Segment Start: EXERCISE DATA

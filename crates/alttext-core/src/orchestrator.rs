//! Run orchestration: encode each image, dispatch it to the selected
//! provider, and collect the outcomes into a [`ResultTable`].
//!
//! Images are processed one after another in submission order. Each image
//! goes `Pending -> Dispatched -> Succeeded | Failed` (or straight to
//! `Failed` when it cannot be encoded); nothing is retried and one image's
//! failure never stops the rest of the run.

use secrecy::{ExposeSecret, SecretString};
use std::time::Instant;

use crate::config::Config;
use crate::error::PipelineError;
use crate::pipeline::ImageEncoder;
use crate::providers::{AltTextProvider, GenerationRequest, ProviderFactory};
use crate::results::ResultTable;
use crate::types::{GenerationResult, ImageSubmission, Language, ProviderKind};

/// Everything one run needs from the user.
#[derive(Debug)]
pub struct RunInput {
    /// API key for the selected provider
    pub api_key: SecretString,
    /// Target language
    pub language: Language,
    /// Selected provider
    pub provider: ProviderKind,
    /// Images in submission order, including ones that could not be read
    pub images: Vec<ImageSubmission>,
}

/// Why a run did not start.
#[derive(Debug, Clone, Copy, PartialEq, Eq)]
pub enum SkipReason {
    MissingApiKey,
    NoImages,
}

impl std::fmt::Display for SkipReason {
    fn fmt(&self, f: &mut std::fmt::Formatter<'_>) -> std::fmt::Result {
        match self {
            SkipReason::MissingApiKey => write!(f, "no API key provided"),
            SkipReason::NoImages => write!(f, "no images provided"),
        }
    }
}

/// Receives progress events for a single run.
///
/// Passed into [`Orchestrator::run_with_observer`] so each run reports to
/// whoever started it. All methods default to doing nothing.
pub trait RunObserver: Send + Sync {
    fn run_started(&self, _total: usize, _language: Language, _provider: ProviderKind) {}

    fn run_skipped(&self, _reason: SkipReason) {}

    fn image_dispatched(&self, _index: usize, _image_name: &str) {}

    fn image_finished(&self, _index: usize, _result: &GenerationResult) {}

    fn run_finished(&self, _table: &ResultTable) {}
}

/// Observer that reports run events through `tracing`.
#[derive(Debug, Default, Clone, Copy)]
pub struct TracingObserver;

impl RunObserver for TracingObserver {
    fn run_started(&self, total: usize, language: Language, provider: ProviderKind) {
        tracing::info!("Generating alt text for {total} image(s) in {language} using {provider}");
    }

    fn run_skipped(&self, reason: SkipReason) {
        tracing::warn!("Nothing to do: {reason}");
    }

    fn image_dispatched(&self, index: usize, image_name: &str) {
        tracing::debug!(index, image = image_name, "Dispatched");
    }

    fn image_finished(&self, index: usize, result: &GenerationResult) {
        match result {
            GenerationResult::Success { image_name, .. } => {
                tracing::debug!(index, image = %image_name, "Succeeded");
            }
            GenerationResult::Failure {
                image_name,
                error_code,
                ..
            } => {
                tracing::warn!(index, image = %image_name, code = %error_code, "Failed");
            }
        }
    }

    fn run_finished(&self, table: &ResultTable) {
        tracing::info!(
            "Finished: {} succeeded, {} failed",
            table.success_count(),
            table.len() - table.success_count()
        );
    }
}

/// Drives one run at a time from input to [`ResultTable`].
pub struct Orchestrator {
    config: Config,
    encoder: ImageEncoder,
}

impl Orchestrator {
    pub fn new(config: &Config) -> Self {
        Self {
            config: config.clone(),
            encoder: ImageEncoder::new(config.limits.clone()),
        }
    }

    /// Run with the default `tracing` observer.
    pub async fn run(&self, input: RunInput) -> Result<ResultTable, PipelineError> {
        self.run_with_observer(input, &TracingObserver).await
    }

    /// Run, reporting progress to `observer`.
    ///
    /// An empty API key or an empty image list is a no-op: no provider is
    /// contacted and the returned table is empty. The only error is failing
    /// to set up the HTTP client; per-image errors become `Failure` rows.
    pub async fn run_with_observer(
        &self,
        input: RunInput,
        observer: &dyn RunObserver,
    ) -> Result<ResultTable, PipelineError> {
        if input.api_key.expose_secret().is_empty() {
            observer.run_skipped(SkipReason::MissingApiKey);
            return Ok(ResultTable::new());
        }
        if input.images.is_empty() {
            observer.run_skipped(SkipReason::NoImages);
            return Ok(ResultTable::new());
        }

        let provider =
            ProviderFactory::create(input.provider, &self.config.providers, &self.config.limits)?;
        Ok(self.dispatch(provider.as_ref(), &input, observer).await)
    }

    /// Process every image sequentially against an already-built provider.
    async fn dispatch(
        &self,
        provider: &dyn AltTextProvider,
        input: &RunInput,
        observer: &dyn RunObserver,
    ) -> ResultTable {
        let start = Instant::now();
        observer.run_started(input.images.len(), input.language, input.provider);

        let mut table = ResultTable::new();
        for (index, submission) in input.images.iter().enumerate() {
            let image = match submission {
                ImageSubmission::Loaded(image) => image,
                ImageSubmission::Unreadable { name, error } => {
                    let result = GenerationResult::from_error(name.as_str(), error);
                    observer.image_finished(index, &result);
                    table.append(result);
                    continue;
                }
            };

            let result = match self.encoder.encode(image) {
                Ok(encoded) => {
                    let request = GenerationRequest {
                        image_name: image.name().to_string(),
                        image: encoded,
                        language: input.language,
                        api_key: &input.api_key,
                    };
                    observer.image_dispatched(index, image.name());
                    provider.generate_alt_text(&request).await
                }
                Err(e) => GenerationResult::from_error(image.name(), &e),
            };
            observer.image_finished(index, &result);
            table.append(result);
        }

        tracing::debug!(elapsed_ms = start.elapsed().as_millis() as u64, "Run complete");
        observer.run_finished(&table);
        table
    }
}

Segment End: EXERCISE DATA

● **DIRECTIONS**: Would you copy every line of the entries in which "PipelineError" appears?

● **SOLUTION TO THE EXERCISE**:
use crate::error::PipelineError;
    pub async fn run(&self, input: RunInput) -> Result<ResultTable, PipelineError> {
    ) -> Result<ResultTable, PipelineError> {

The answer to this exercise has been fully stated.